**Stored data entries**
- - - - -
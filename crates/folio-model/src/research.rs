//! Research lab content types.

use serde::Serialize;

/// A peer-reviewed paper or article.
#[derive(Debug, Clone, Copy, PartialEq, Eq, Serialize)]
pub struct Publication {
    pub title: &'static str,
    pub description: &'static str,
    pub venue: &'static str,
    pub year: &'static str,
    pub image_url: &'static str,
    pub scholar_url: &'static str,
}

/// One stage of the research pipeline.
#[derive(Debug, Clone, Copy, PartialEq, Eq, Serialize)]
pub struct PipelineStep {
    pub title: &'static str,
    pub description: &'static str,
}

/// Artwork of the research teaser on the main view.
#[derive(Debug, Clone, Copy, PartialEq, Eq, Serialize)]
pub struct ResearchTeaser {
    pub feature_image: &'static str,
    pub crops_image: &'static str,
    pub data_image: &'static str,
}

impl ResearchTeaser {
    pub fn image_urls(&self) -> [&'static str; 3] {
        [self.feature_image, self.crops_image, self.data_image]
    }
}

/// Label/value pair in the lab hero ("Primary Focus", ...).
#[derive(Debug, Clone, Copy, PartialEq, Eq, Serialize)]
pub struct LabFact {
    pub label: &'static str,
    pub value: &'static str,
    pub note: Option<&'static str>,
}
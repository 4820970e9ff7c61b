use crate::profile::Accent;
use crate::project::{Category, GalleryImage, Project, ProjectDetail, ProjectId, TechStack};

/// Showcase projects in display order.
pub static PROJECTS: [Project; 4] = [
    Project {
        id: ProjectId(1),
        category: Category::Dev,
        title: "Symphoni Music Institute",
        description: "A modern web platform designed for a music institute to present classes, programs, and institute information. Built with a focus on clean UI, readability, and responsiveness.",
        image_url: "https://images.unsplash.com/photo-1514320291840-2e0a9bf2a9ae?q=80&w=2070&auto=format&fit=crop",
        tags: &["React", "Node.js", "Tailwind"],
        featured: true,
        accent: Accent::Cyan,
        detail: Some(ProjectDetail {
            overview: "Symphoni Music Institute needed a modern digital presence to effectively present their music programs and class details to potential students. This project focused on building a clean, responsive website that serves as the institute's primary digital touchpoint.",
            problem: "The institute lacked a centralized digital platform, making it difficult for potential students and parents to find accurate information regarding curriculum, class schedules, and institute details.",
            solution: "We designed and developed a responsive website that organizes information into an intuitive layout, serving as a digital brochure that enhances the institute's professional image and credibility.",
            features: &[
                "Responsive Landing Page",
                "Comprehensive Classes & Programs Section",
                "Institute Information & About Us",
                "Mobile-Optimized Design",
                "Clean & Modern UI",
            ],
            tech_stack: TechStack {
                frontend: "React / Tailwind CSS",
                backend: "Node.js (Server-side rendering)",
                database: "N/A (Static Content)",
            },
            role: "I led the frontend design and implementation, translating UI/UX concepts into code. My focus was on ensuring the site was fully responsive across devices and maintaining a consistent visual identity.",
            outcome: "The project established a credible online identity for Symphoni Music Institute, significantly improving information accessibility for students and streamlining the inquiry process.",
            gallery: &[
                GalleryImage {
                    url: "https://images.unsplash.com/photo-1514320291840-2e0a9bf2a9ae?auto=format&fit=crop&q=80&w=2070",
                    caption: "Main landing page highlighting the institute identity",
                },
                GalleryImage {
                    url: "https://images.unsplash.com/photo-1511379938547-c1f69419868d?auto=format&fit=crop&q=80&w=2070",
                    caption: "List of music programs and class details",
                },
                GalleryImage {
                    url: "https://images.unsplash.com/photo-1555421689-d68471e189f2?auto=format&fit=crop&q=80&w=2070",
                    caption: "Responsive design optimized for mobile devices",
                },
            ],
        }),
    },
    Project {
        id: ProjectId(2),
        category: Category::Dev,
        title: "Maths Tuition Management",
        description: "A web-based system for managing student registration, payments, and attendance using QR codes. Replaces manual registers with a digital solution.",
        image_url: "https://images.unsplash.com/photo-1635070041078-e363dbe005cb?q=80&w=2070&auto=format&fit=crop",
        tags: &["Full Stack", "UX Design"],
        featured: false,
        accent: Accent::Purple,
        detail: Some(ProjectDetail {
            overview: "This web-based management system digitizes the administrative operations of a maths tuition class. It handles the entire student lifecycle from registration to attendance tracking via QR codes and monthly fee management.",
            problem: "Managing student records, attendance, and fee payments using manual paper-based registers was time-consuming, prone to human error, and lacked real-time tracking capabilities.",
            solution: "A centralized web application that automates attendance using unique student QR codes and provides a dashboard for tracking payments and student analytics, eliminating manual paperwork.",
            features: &[
                "Digital Student Registration",
                "QR Code Generation & Scanning for Attendance",
                "Fee Payment Tracking",
                "Real-time Attendance Analytics",
                "Payment Status Dashboards",
            ],
            tech_stack: TechStack {
                frontend: "React",
                backend: "Node.js / Express",
                database: "MySQL",
            },
            role: "I worked as a Full Stack developer, implementing the core logic for QR code generation and scanning integration. I also designed the database schema for handling student records and payment history.",
            outcome: "The system successfully replaced manual registers, streamlining the check-in process during classes and provided instant financial oversight for the tuition management.",
            gallery: &[
                GalleryImage {
                    url: "https://images.unsplash.com/photo-1517245386807-bb43f82c33c4?auto=format&fit=crop&q=80&w=2070",
                    caption: "Registering students into the system",
                },
                GalleryImage {
                    url: "https://images.unsplash.com/photo-1554224155-8d04cb21cd6c?auto=format&fit=crop&q=80&w=2070",
                    caption: "Tracking class fees and payment status",
                },
                GalleryImage {
                    url: "https://images.unsplash.com/photo-1595079676339-1534801fafde?auto=format&fit=crop&q=80&w=2070",
                    caption: "Unique QR codes generated for student entry",
                },
                GalleryImage {
                    url: "https://images.unsplash.com/photo-1551288049-bebda4e38f71?auto=format&fit=crop&q=80&w=2070",
                    caption: "Attendance and payment analysis overview",
                },
            ],
        }),
    },
    Project {
        id: ProjectId(3),
        category: Category::Research,
        title: "Plant Leaf Disease Detection",
        description: "A research-focused application utilizing CNNs to detect diseases in Rice and Chilli crops. Designed to validate deep learning models on real-world agricultural data.",
        image_url: "https://images.unsplash.com/photo-1620712943543-bcc4688e7485?q=80&w=2065&auto=format&fit=crop",
        tags: &["Research Tool", "Data Mgmt"],
        featured: false,
        accent: Accent::Teal,
        detail: Some(ProjectDetail {
            overview: "This research project focuses on applying deep learning techniques to agriculture. The application uses Convolutional Neural Networks (CNN) to detect and classify diseases in Rice and Chilli leaves based on real-world field images.",
            problem: "Manual identification of plant diseases is labor-intensive, requires expert knowledge, and is difficult to scale, leading to delayed treatments and crop loss.",
            solution: "An AI-powered system that automates disease detection. By training CNNs on a curated dataset of real-world leaf images, the system can classify healthy vs. diseased leaves with high accuracy.",
            features: &[
                "Multi-crop Disease Detection (Rice & Chilli)",
                "CNN Model Integration",
                "Real-world Dataset Training",
                "Healthy vs. Diseased Classification",
                "Scalable Architecture for Future Crops",
            ],
            tech_stack: TechStack {
                frontend: "Python / Streamlit (Prototype UI)",
                backend: "TensorFlow / Keras",
                database: "Local Image Dataset",
            },
            role: "My primary role was in the research and experimental phase. I curated the dataset, performed image preprocessing, and trained the CNN models. I also developed the evaluation pipeline to test model accuracy.",
            outcome: "The project validated the effectiveness of CNNs on noisy, real-world agricultural data and established a scalable framework that can be extended to other tree species and crop types.",
            gallery: &[
                GalleryImage {
                    url: "https://images.unsplash.com/photo-1586771107445-d3ca888129ff?auto=format&fit=crop&q=80&w=2072",
                    caption: "Sample real-world leaf images used for training",
                },
                GalleryImage {
                    url: "https://images.unsplash.com/photo-1551288049-bebda4e38f71?auto=format&fit=crop&q=80&w=2070",
                    caption: "Preprocessing steps applied to leaf images",
                },
                GalleryImage {
                    url: "https://images.unsplash.com/photo-1555949963-ff9fe0c870eb?auto=format&fit=crop&q=80&w=2070",
                    caption: "CNN-based disease detection pipeline",
                },
                GalleryImage {
                    url: "https://images.unsplash.com/photo-1551288049-bebda4e38f71?auto=format&fit=crop&q=80&w=2070",
                    caption: "Model predictions for leaf disease classification",
                },
            ],
        }),
    },
    Project {
        id: ProjectId(4),
        category: Category::Dev,
        title: "Health Monitoring System",
        description: "A centralized digital platform designed to replace inconsistency in manual tracking with structured health data analysis. Built using React, Spring Boot, and MySQL.",
        image_url: "https://images.unsplash.com/photo-1576091160399-112ba8d25d1d?q=80&w=2070&auto=format&fit=crop",
        tags: &["Java Spring Boot", "React", "MySQL"],
        featured: false,
        accent: Accent::Blue,
        detail: Some(ProjectDetail {
            overview: "This project is a group-developed Health Monitoring System designed to collect, monitor, and analyze basic health-related data. The system focuses on providing a structured and reliable way to track health information using a software-based solution, replacing outdated manual methods.",
            problem: "Manual health data tracking is often inconsistent, difficult to manage, and prone to errors, especially when handled across multiple individuals or paper-based records.",
            solution: "The system provides a centralized digital platform where health data can be recorded, stored, and monitored efficiently. It improves data organization, accessibility, and consistency for both patients and administrators.",
            features: &[
                "Health data recording and management",
                "Basic health parameter monitoring",
                "Structured data storage",
                "User-friendly interface",
                "Secure and reliable data handling",
            ],
            tech_stack: TechStack {
                frontend: "React / Web-based UI",
                backend: "Java Spring Boot / Node.js",
                database: "MySQL",
            },
            role: "I contributed to feature development and implementation, focusing on both backend logic and frontend integration. My role involved collaborating closely with team members to ensure seamless system connectivity.",
            outcome: "The project resulted in a functional health monitoring system that demonstrates effective teamwork, sound system design skills, and the ability to apply technical concepts to real-world application development.",
            gallery: &[
                GalleryImage {
                    url: "https://images.unsplash.com/photo-1576091160399-112ba8d25d1d?auto=format&fit=crop&q=80&w=2070",
                    caption: "System Dashboard Overview",
                },
                GalleryImage {
                    url: "https://images.unsplash.com/photo-1581091226825-a6a2a5aee158?auto=format&fit=crop&q=80&w=2070",
                    caption: "Patient Data Entry Interface",
                },
                GalleryImage {
                    url: "https://images.unsplash.com/photo-1576091160550-217358c7e618?auto=format&fit=crop&q=80&w=2070",
                    caption: "Real-time Health Analytics",
                },
            ],
        }),
    },
];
- - - - -
**Exercise**
Reproduce every line of the entries above, unchanged, from the very first one down to and including the line containing "use crate::profile::Accent;".

**Output for this exercise**
filename crates/folio-model/src/research.rs
//! Research lab content types.

use serde::Serialize;

/// A peer-reviewed paper or article.
#[derive(Debug, Clone, Copy, PartialEq, Eq, Serialize)]
pub struct Publication {
    pub title: &'static str,
    pub description: &'static str,
    pub venue: &'static str,
    pub year: &'static str,
    pub image_url: &'static str,
    pub scholar_url: &'static str,
}

/// One stage of the research pipeline.
#[derive(Debug, Clone, Copy, PartialEq, Eq, Serialize)]
pub struct PipelineStep {
    pub title: &'static str,
    pub description: &'static str,
}

/// Artwork of the research teaser on the main view.
#[derive(Debug, Clone, Copy, PartialEq, Eq, Serialize)]
pub struct ResearchTeaser {
    pub feature_image: &'static str,
    pub crops_image: &'static str,
    pub data_image: &'static str,
}

impl ResearchTeaser {
    pub fn image_urls(&self) -> [&'static str; 3] {
        [self.feature_image, self.crops_image, self.data_image]
    }
}

/// Label/value pair in the lab hero ("Primary Focus", ...).
#[derive(Debug, Clone, Copy, PartialEq, Eq, Serialize)]
pub struct LabFact {
    pub label: &'static str,
    pub value: &'static str,
    pub note: Option<&'static str>,
}
repository 4820970e9ff7c61b
use crate::profile::Accent;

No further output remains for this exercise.